第42章 決意と
彼は私の手を取って、自分の腕にそっと絡めた。
煌びやかな照明が輝く会場には、ワインと香水、そして作り物の笑顔が満ちている。グラスを片手に談笑する男女。誰もが上辺の会話に酔いしれているようでいて、視線の奥には思惑が潜んでいる。
彼は年配の男性に声をかけ、他愛ない会話が始まった。
私は隣で愛想のいい笑顔を浮かべながら、目は常に会場全体を捉えている。この場にいる誰もが、いつどんな手段で彼を狙ってくるか分からない。緊張は解けない。
数分の会話を終えると、彼は私の手を引き、別のグループへと向かう。
流石に安室を演じているだけあり、相手に好感を与える所作は心得ているらしい。
けれど彼の目は一貫して冷静で、その奥には決して気を許さない色があった。
「例の件、君は聞いてるのか」
「えぇ。滞りなく、との話です」
言葉は曖昧でも、その会話の裏にあるものは明らかだった。警察官である自分としては耳をそばだてたくなる内容だが、今の私はただの付添人。
余計な詮索は愚策だろう。
気を張っているせいか、何もかもが疑わしく思えてくる。
銀のトレーを持つウェイターも、煌びやかなドレスに身を包んだ重鎮たちも、壁際に控える警備員でさえも。全員がこちらの一挙手一投足を窺っているような錯覚に陥る。
「……さっきから、少し照明が不安定だな」
通りがかった中年男性が呟いた。
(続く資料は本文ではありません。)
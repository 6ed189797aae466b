//! Widget configuration
//!
//! Everything the embedding page (or the CLI) can tune. Plan limits, colors
//! and other tenant settings come from the backend, not from here.

use serde::{Deserialize, Serialize};

use crate::infrastructure::api::ErrorClassifier;
use crate::shared::constants::{
    DEFAULT_API_BASE_URL, DEFAULT_REQUEST_TIMEOUT_SECS, DEFAULT_STALE_SESSION_PATTERN,
    DEFAULT_STORAGE_PREFIX,
};
use crate::shared::errors::{AppError, Result};

#[derive(Debug, Clone, PartialEq, Serialize, Deserialize)]
#[serde(rename_all = "camelCase", default)]
pub struct WidgetConfig {
    /// Backend origin, e.g. `https://api.example.com`
    pub api_base_url: String,
    /// Tenant's public widget key, sent with every request
    pub widget_key: Option<String>,
    /// Namespace for every persisted key
    pub storage_prefix: String,
    /// Native transport timeout (browsers apply their own)
    pub request_timeout_secs: u64,
    /// Fallback matcher for "session not found" errors when the backend
    /// does not send `sessionValid`
    pub stale_session_pattern: String,
}

impl Default for WidgetConfig {
    fn default() -> Self {
        Self {
            api_base_url: DEFAULT_API_BASE_URL.to_string(),
            widget_key: None,
            storage_prefix: DEFAULT_STORAGE_PREFIX.to_string(),
            request_timeout_secs: DEFAULT_REQUEST_TIMEOUT_SECS,
            stale_session_pattern: DEFAULT_STALE_SESSION_PATTERN.to_string(),
        }
    }
}

impl WidgetConfig {
    pub fn new(api_base_url: impl Into<String>) -> Self {
        Self {
            api_base_url: api_base_url.into(),
            ..Default::default()
        }
    }

    pub fn with_widget_key(mut self, key: impl Into<String>) -> Self {
        self.widget_key = Some(key.into());
        self
    }

    pub fn with_storage_prefix(mut self, prefix: impl Into<String>) -> Self {
        self.storage_prefix = prefix.into();
        self
    }

    pub fn with_request_timeout_secs(mut self, secs: u64) -> Self {
        self.request_timeout_secs = secs;
        self
    }

    pub fn with_stale_session_pattern(mut self, pattern: impl Into<String>) -> Self {
        self.stale_session_pattern = pattern.into();
        self
    }

    /// Base URL without trailing slashes
    pub fn base_url(&self) -> &str {
        self.api_base_url.trim_end_matches('/')
    }

    /// Check the values and build the error classifier they describe
    pub fn validate(&self) -> Result<ErrorClassifier> {
        let base = self.base_url();
        if !(base.starts_with("http://") || base.starts_with("https://") || base.starts_with('/')) {
            return Err(AppError::ConfigError(format!(
                "API base URL must be http(s) or root-relative: {}",
                self.api_base_url
            )));
        }

        if self.storage_prefix.is_empty() {
            return Err(AppError::ConfigError("Storage prefix must not be empty".to_string()));
        }

        if self.request_timeout_secs == 0 {
            return Err(AppError::ConfigError("Request timeout must be positive".to_string()));
        }

        ErrorClassifier::new(&self.stale_session_pattern).map_err(|e| {
            AppError::ConfigError(format!("Invalid stale-session pattern: {}", e))
        })
    }

    /// Overlay `WIDGET_*` environment variables on the defaults
    #[cfg(not(target_arch = "wasm32"))]
    pub fn from_env() -> Result<Self> {
        Self::from_lookup(|name| std::env::var(name).ok())
    }

    /// Build from an arbitrary variable lookup (environment, dotenv map, ...)
    pub fn from_lookup(lookup: impl Fn(&str) -> Option<String>) -> Result<Self> {
        let mut config = Self::default();

        if let Some(url) = lookup("WIDGET_API_URL") {
            config.api_base_url = url;
        }
        if let Some(key) = lookup("WIDGET_KEY").filter(|k| !k.is_empty()) {
            config.widget_key = Some(key);
        }
        if let Some(prefix) = lookup("WIDGET_STORAGE_PREFIX") {
            config.storage_prefix = prefix;
        }
        if let Some(timeout) = lookup("WIDGET_TIMEOUT_SECS") {
            config.request_timeout_secs = timeout.parse().map_err(|_| {
                AppError::ConfigError(format!("WIDGET_TIMEOUT_SECS is not a number: {}", timeout))
            })?;
        }
        if let Some(pattern) = lookup("WIDGET_STALE_SESSION_PATTERN") {
            config.stale_session_pattern = pattern;
        }

        config.validate()?;
        Ok(config)
    }
}

#[cfg(test)]
mod tests {
    use super::*;
    use std::collections::HashMap;

    fn lookup_from(pairs: &[(&str, &str)]) -> impl Fn(&str) -> Option<String> {
        let map: HashMap<String, String> = pairs
            .iter()
            .map(|(k, v)| (k.to_string(), v.to_string()))
            .collect();
        move |name| map.get(name).cloned()
    }

    #[test]
    fn test_defaults_are_valid() {
        let config = WidgetConfig::default();
        assert!(config.validate().is_ok());
        assert_eq!(config.storage_prefix, DEFAULT_STORAGE_PREFIX);
    }

    #[test]
    fn test_builder() {
        let config = WidgetConfig::new("https://api.example.com/")
            .with_widget_key("pk_live_123")
            .with_storage_prefix("acme_")
            .with_request_timeout_secs(5);

        assert_eq!(config.base_url(), "https://api.example.com");
        assert_eq!(config.widget_key.as_deref(), Some("pk_live_123"));
        assert_eq!(config.storage_prefix, "acme_");
        assert_eq!(config.request_timeout_secs, 5);
    }

    #[test]
    fn test_from_lookup() {
        let config = WidgetConfig::from_lookup(lookup_from(&[
            ("WIDGET_API_URL", "https://chat.example.com"),
            ("WIDGET_KEY", "pk_test"),
            ("WIDGET_TIMEOUT_SECS", "12"),
        ]))
        .unwrap();

        assert_eq!(config.api_base_url, "https://chat.example.com");
        assert_eq!(config.widget_key.as_deref(), Some("pk_test"));
        assert_eq!(config.request_timeout_secs, 12);
    }

    #[test]
    fn test_invalid_values_are_rejected() {
        assert!(WidgetConfig::from_lookup(lookup_from(&[("WIDGET_TIMEOUT_SECS", "soon")])).is_err());
        assert!(WidgetConfig::from_lookup(lookup_from(&[("WIDGET_API_URL", "ftp://x")])).is_err());
        assert!(WidgetConfig::default().with_stale_session_pattern("(").validate().is_err());
        assert!(WidgetConfig::default().with_storage_prefix("").validate().is_err());
    }

    #[test]
    fn test_deserialize_partial_json() {
        let config: WidgetConfig =
            serde_json::from_str(r#"{"apiBaseUrl":"/","widgetKey":"pk"}"#).unwrap();

        assert_eq!(config.api_base_url, "/");
        assert_eq!(config.widget_key.as_deref(), Some("pk"));
        assert_eq!(config.request_timeout_secs, DEFAULT_REQUEST_TIMEOUT_SECS);
    }
}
確かに、シャンデリアがわずかに揺れ、空調の風も弱まった気がする。嫌な予感が背筋をなぞった。
私は彼の腕に手を絡め直す。彼もそれに気づき、軽く握り返してくれた。
ほんの一瞬、そのぬくもりに安心しかけた——その時だった。
バチッ。
鋭い音とともに、すべての照明が落ちた。会場は一瞬にして闇に包まれ、喧騒が走る。
ざわめき、叫び、物が倒れる音。悲鳴と混乱の渦。
「っ……!」
私は彼の腕を探して手を伸ばした。
さっきまですぐそこにいるはずなのに、誰にも触れられない。
誰かの肩、誰かの背中、違う、違う違う……!
その隙を突かれた。
背後から強く抱え込まれ、口元に冷たい布が押し当てられる。抵抗する間もなく、薬品の匂いが鼻をついた。
あまりに咄嗟のことで、思わず大きく吸い込んでしまう。
彼の安否が定かでない中、抗うこともできず私はそのまま意識を手放した―――。